Data Platform Engineering Bug Report or Data Problem Form.
What kind of problem are you reporting?
- Access related problem
- Service related problem
- Data related problem
For a data related problem:
- Is this a data quality issue? Yes
- What datasets and/or dashboards are affected?
unique_devices_per_domain_daily
unique_devices_per_domain_monthly
unique_devices_per_project_family_daily
unique_devices_per_project_family_monthly
Both druid and hive datasets appear impacted.
- What are the observed vs expected results? Please include information such as location of data, any initial assessments, sql statements, screenshots.
There are significant and unexpected spikes in monthly and daily unique devices to the wikifunctions project family and domains starting in February 2024.

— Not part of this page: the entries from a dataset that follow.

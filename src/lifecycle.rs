use serde::{Deserialize, Serialize};
use std::fmt;

/// Lifecycle of the orchestrator and of its individual handles.
///
/// `Uninitialized → Built → Compiled → Training → Done`
#[derive(Debug, Clone, Copy, PartialEq, Eq, Default, Serialize, Deserialize)]
pub enum Lifecycle {
    #[default]
    Uninitialized,
    /// Scorer and generator topologies exist.
    Built,
    /// Scorer and adversarial pair have optimizers attached.
    Compiled,
    Training,
    Done,
}

impl fmt::Display for Lifecycle {
    fn fmt(&self, f: &mut fmt::Formatter<'_>) -> fmt::Result {
        let name = match self {
            Lifecycle::Uninitialized => "UNINITIALIZED",
            Lifecycle::Built => "BUILT",
            Lifecycle::Compiled => "COMPILED",
            Lifecycle::Training => "TRAINING",
            Lifecycle::Done => "DONE",
        };
        f.write_str(name)
    }
}

/// Optimization phase of a training step.
#[derive(Debug, Clone, Copy, PartialEq, Eq, Serialize, Deserialize)]
pub enum Phase {
    /// Scorer update on real and generated images.
    Scorer,
    /// Generator update through the frozen scorer.
    Adversarial,
}

impl fmt::Display for Phase {
    fn fmt(&self, f: &mut fmt::Formatter<'_>) -> fmt::Result {
        match self {
            Phase::Scorer => f.write_str("scorer"),
            Phase::Adversarial => f.write_str("adversarial"),
        }
    }
}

In unique_devices_per_project_family_monthly and unique_devices_per_project_family_daily, there was about a 20x increase in unique devices to wikifunctions across all countries in February 2024. These levels have sustained through April 2024, with another observed spike for Hong Kong in March 2024 where unique devices went from 20K in March to 513K in April 2024.
Trends are different when querying unique_devices_per_domain_monthly where a smaller spike is just seen in Singapore and the United States. This increase is not as high as the increase observed in the per project family datasets but still unexpected based on project trends.
Here's the superset dashboard I created while exploring this issue.
It's possible this issue might be related to the issue reported in T344381.